Sorry Star Wars, but the best movie out this Christmas is The Big Short, where all the knuckle-biting action is a bunch of Wall Street stuff you can’t understand.
Doesn’t matter! Adam McKay’s biting, infuriating comedy, adapted from Michael Lewis’ eponymous book, takes on the 2008 mortgage crisis, and finds entertainment gold tracking the real-life “underdogs” who saw the collapse coming and made a fortune betting that the economy would tank.
- Christian Bale is worried about mortgages.
Yes, it’s awkward, because you’ll be cheering on these guys, too. For one, they’re portrayed by such marquee faves as Ryan Gosling, Christian Bale, Steve Carell and Brad Pitt, and the film taps generic expectations about rebels who succeed. Two, as squicky as these guys are, they’re right — and they’re motivated to take down even worse Wall Streeters.

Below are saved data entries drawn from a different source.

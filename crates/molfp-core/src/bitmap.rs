//! Fixed-width bitmap fingerprints.
//!
//! Bit `i` lives in byte `i / 8` under mask `1 << (i % 8)`. The stored form
//! is the raw bit bytes wrapped in a length-prefixed buffer, with no header
//! of its own.

use crate::similarity::bitmap as sim;
use crate::{ByteA, FingerprintError, Result};
use bytes::BytesMut;
use serde::{Deserialize, Serialize};
use std::ops::{BitAnd, BitOr};

/// Number of bytes needed to hold `num_bits` bits.
#[inline]
pub const fn bytes_for_bits(num_bits: usize) -> usize {
    num_bits / 8 + if num_bits % 8 != 0 { 1 } else { 0 }
}

/// A fixed-width bit-vector fingerprint.
///
/// # Example
/// ```
/// use molfp_core::BitmapFingerprint;
///
/// let mut a = BitmapFingerprint::zeros(16);
/// a.set_bit(3, true);
/// a.set_bit(9, true);
///
/// let wire = a.to_varlena();
/// let b = BitmapFingerprint::from_varlena(&wire).unwrap();
/// assert_eq!(a.tanimoto(&b).unwrap(), 1.0);
/// ```
#[derive(Clone, Eq, PartialEq, Hash)]
pub struct BitmapFingerprint {
    bytes: ByteA,
}

impl BitmapFingerprint {
    /// Create an all-zero fingerprint wide enough for `num_bits` bits.
    pub fn zeros(num_bits: usize) -> Self {
        Self {
            bytes: ByteA::from(vec![0u8; bytes_for_bits(num_bits)]),
        }
    }

    /// Wrap raw bit bytes.
    pub fn from_bytes(bytes: impl Into<ByteA>) -> Self {
        Self {
            bytes: bytes.into(),
        }
    }

    /// Construct from the stored length-prefixed form.
    pub fn from_varlena(buf: &[u8]) -> Result<Self> {
        let bytes = ByteA::from_varlena(buf).map_err(|e| match e {
            FingerprintError::Decode { reason, .. } => {
                FingerprintError::decode("bitmap fingerprint", reason)
            }
            other => other,
        })?;
        Ok(Self { bytes })
    }

    /// Produce the stored length-prefixed form.
    #[inline]
    pub fn to_varlena(&self) -> bytes::Bytes {
        self.bytes.to_varlena()
    }

    /// The payload as a `ByteA`.
    #[inline]
    pub fn to_bytea(&self) -> ByteA {
        self.bytes.clone()
    }

    /// Index signature of this fingerprint: a copy of its bits.
    pub fn signature(&self) -> ByteA {
        ByteA::copy_from_slice(self.bytes.as_bytes())
    }

    /// Raw bit bytes.
    #[inline]
    pub fn as_bytes(&self) -> &[u8] {
        self.bytes.as_bytes()
    }

    /// Width in bits (`byte length * 8`).
    #[inline]
    pub fn num_bits(&self) -> usize {
        self.bytes.len() * 8
    }

    /// Count the number of set bits.
    #[inline]
    pub fn popcount(&self) -> u32 {
        sim::popcount(self.as_bytes())
    }

    /// Check if a specific bit is set. Out-of-range bits read as unset.
    #[inline]
    pub fn get_bit(&self, index: usize) -> bool {
        self.as_bytes()
            .get(index / 8)
            .map_or(false, |b| b & (1u8 << (index % 8)) != 0)
    }

    /// Set or clear a specific bit. Out-of-range writes are ignored.
    pub fn set_bit(&mut self, index: usize, value: bool) {
        if index >= self.num_bits() {
            return;
        }
        // in place unless the buffer is shared with a clone
        let mut bytes = match std::mem::take(&mut self.bytes).into_bytes().try_into_mut() {
            Ok(unique) => unique,
            Err(shared) => BytesMut::from(&shared[..]),
        };
        if value {
            bytes[index / 8] |= 1u8 << (index % 8);
        } else {
            bytes[index / 8] &= !(1u8 << (index % 8));
        }
        self.bytes = ByteA::from(bytes.freeze());
    }

    /// Tanimoto similarity with another bitmap of the same byte length.
    pub fn tanimoto(&self, other: &Self) -> Result<f64> {
        sim::tanimoto(self.as_bytes(), other.as_bytes())
    }

    /// Dice similarity with another bitmap of the same byte length.
    pub fn dice(&self, other: &Self) -> Result<f64> {
        sim::dice(self.as_bytes(), other.as_bytes())
    }

    /// Tversky similarity with weights `alpha` (self) and `beta` (other).
    pub fn tversky(&self, other: &Self, alpha: f64, beta: f64) -> Result<f64> {
        sim::tversky(self.as_bytes(), other.as_bytes(), alpha, beta)
    }

    /// Convert to hex string representation.
    pub fn to_hex(&self) -> String {
        hex::encode(self.as_bytes())
    }

    /// Create from hex string.
    pub fn from_hex(s: &str) -> Result<Self> {
        hex::decode(s)
            .map(Self::from_bytes)
            .map_err(|e| FingerprintError::decode("bitmap hex", e.to_string()))
    }

    fn zip_with(&self, rhs: &Self, f: impl Fn(u8, u8) -> u8) -> Self {
        let bytes: Vec<u8> = self
            .as_bytes()
            .iter()
            .zip(rhs.as_bytes())
            .map(|(a, b)| f(*a, *b))
            .collect();
        Self::from_bytes(bytes)
    }
}

impl From<ByteA> for BitmapFingerprint {
    fn from(bytes: ByteA) -> Self {
        Self { bytes }
    }
}

impl From<BitmapFingerprint> for ByteA {
    fn from(fp: BitmapFingerprint) -> Self {
        fp.bytes
    }
}

impl BitAnd for &BitmapFingerprint {
    type Output = BitmapFingerprint;

    fn bitand(self, rhs: Self) -> Self::Output {
        self.zip_with(rhs, |a, b| a & b)
    }
}

impl BitOr for &BitmapFingerprint {
    type Output = BitmapFingerprint;

    fn bitor(self, rhs: Self) -> Self::Output {
        self.zip_with(rhs, |a, b| a | b)
    }
}

impl std::fmt::Debug for BitmapFingerprint {
    fn fmt(&self, f: &mut std::fmt::Formatter<'_>) -> std::fmt::Result {
        write!(
            f,
            "BitmapFingerprint(bits={}, popcount={})",
            self.num_bits(),
            self.popcount()
        )
    }
}

impl Serialize for BitmapFingerprint {
    fn serialize<S>(&self, serializer: S) -> std::result::Result<S::Ok, S::Error>
    where
        S: serde::Serializer,
    {
        if serializer.is_human_readable() {
            serializer.serialize_str(&self.to_hex())
        } else {
            serializer.serialize_bytes(self.as_bytes())
        }
    }
}

impl<'de> Deserialize<'de> for BitmapFingerprint {
    fn deserialize<D>(deserializer: D) -> std::result::Result<Self, D::Error>
    where
        D: serde::Deserializer<'de>,
    {
        if deserializer.is_human_readable() {
            let s = String::deserialize(deserializer)?;
            Self::from_hex(&s).map_err(serde::de::Error::custom)
        } else {
            let bytes = Vec::<u8>::deserialize(deserializer)?;
            Ok(Self::from_bytes(bytes))
        }
    }
}

#[cfg(test)]
mod tests {
    use super::*;

    #[test]
    fn test_bytes_for_bits() {
        assert_eq!(bytes_for_bits(0), 0);
        assert_eq!(bytes_for_bits(1), 1);
        assert_eq!(bytes_for_bits(8), 1);
        assert_eq!(bytes_for_bits(167), 21);
        assert_eq!(bytes_for_bits(2048), 256);
    }

    #[test]
    fn test_bit_layout() {
        let mut fp = BitmapFingerprint::zeros(16);
        fp.set_bit(0, true);
        fp.set_bit(9, true);
        assert_eq!(fp.as_bytes(), &[0b0000_0001, 0b0000_0010]);
        assert!(fp.get_bit(9));
        assert!(!fp.get_bit(8));
        assert!(!fp.get_bit(1000));

        fp.set_bit(9, false);
        assert_eq!(fp.popcount(), 1);
    }

    #[test]
    fn test_set_bit_copy_on_write() {
        let mut fp = BitmapFingerprint::zeros(2048);
        fp.set_bit(1, true);
        let buf = fp.as_bytes().as_ptr();
        for i in (0..2048).step_by(7) {
            fp.set_bit(i, true);
        }
        assert_eq!(fp.as_bytes().as_ptr(), buf);
        assert_eq!(fp.popcount(), 293 + 1);

        let snapshot = fp.clone();
        fp.set_bit(1, false);
        assert!(snapshot.get_bit(1));
        assert!(!fp.get_bit(1));
        assert_eq!(snapshot.popcount(), fp.popcount() + 1);
    }

    #[test]
    fn test_size_is_bytes_times_eight() {
        assert_eq!(BitmapFingerprint::zeros(167).num_bits(), 168);
        assert_eq!(BitmapFingerprint::zeros(512).num_bits(), 512);
    }

    #[test]
    fn test_varlena_round_trip() {
        let wire = [7u8, 0, 0, 0, 0xff, 0x00, 0x81];
        let fp = BitmapFingerprint::from_varlena(&wire).unwrap();
        assert_eq!(fp.popcount(), 10);
        assert_eq!(&fp.to_varlena()[..], &wire);
    }

    #[test]
    fn test_malformed_buffer() {
        let err = BitmapFingerprint::from_varlena(&[3, 0, 0]).unwrap_err();
        match err {
            FingerprintError::Decode { what, .. } => assert_eq!(what, "bitmap fingerprint"),
            other => panic!("unexpected error {other:?}"),
        }
    }

    #[test]
    fn test_signature_copies_bits() {
        let fp = BitmapFingerprint::from_bytes(vec![0x0f, 0xf0]);
        assert_eq!(fp.signature().as_bytes(), fp.as_bytes());
    }

    #[test]
    fn test_bit_ops() {
        let a = BitmapFingerprint::from_bytes(vec![0b1100]);
        let b = BitmapFingerprint::from_bytes(vec![0b1010]);
        assert_eq!((&a & &b).as_bytes(), &[0b1000]);
        assert_eq!((&a | &b).as_bytes(), &[0b1110]);
    }

    #[test]
    fn test_hex_round_trip() {
        let fp = BitmapFingerprint::from_bytes(vec![0xde, 0xad]);
        assert_eq!(fp.to_hex(), "dead");
        assert_eq!(BitmapFingerprint::from_hex("dead").unwrap(), fp);
        assert!(BitmapFingerprint::from_hex("zz").is_err());
    }
}
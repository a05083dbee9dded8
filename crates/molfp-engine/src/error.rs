//! Error types for generator configuration.

use thiserror::Error;

/// Errors raised while loading or validating a [`GeneratorConfig`](crate::GeneratorConfig).
#[derive(Error, Debug, Clone, PartialEq)]
pub enum ConfigError {
    #[error("Invalid value for {key}: {value:?}")]
    InvalidValue { key: String, value: String },

    #[error("Width {key} must be nonzero")]
    ZeroWidth { key: &'static str },

    #[error("Serialization error: {0}")]
    SerializationError(String),
}

impl From<serde_json::Error> for ConfigError {
    fn from(e: serde_json::Error) -> Self {
        ConfigError::SerializationError(e.to_string())
    }
}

The Big Short is funny as hell — you’ll laugh through your tears of rage as you recall the epic mess Wall Street bankers made, and how you, me and everybody else paid for it. (We’re not totally blameless: McKay periodically includes MTV-style montages of all the brainless pop culture that was otherwise consuming our attention at the time.) The film also finds a couple of quieter, emotional moments, such as a trip to Florida to see “dream homes,” and Carell’s character’s growing realization of how epically rotten the system is.
The Big Short helpfully illuminates tricky financial stuff in amusing ways: Jenga helps make sense of how quickly an interconnected market can collapse, and celebrities make cameos to explain a particular instrument. Chef Anthony Bourdain stops by to explain how a CDO — collateralized debt obligation — is akin to a stew that restaurants make with leftover fish: “It’s not old fish. It’s a whole new thing.”
Or learn from one of the film’s financial whizzes: “Mortgages are dog shit. CDOs are dog shit wrapped in cat shit.”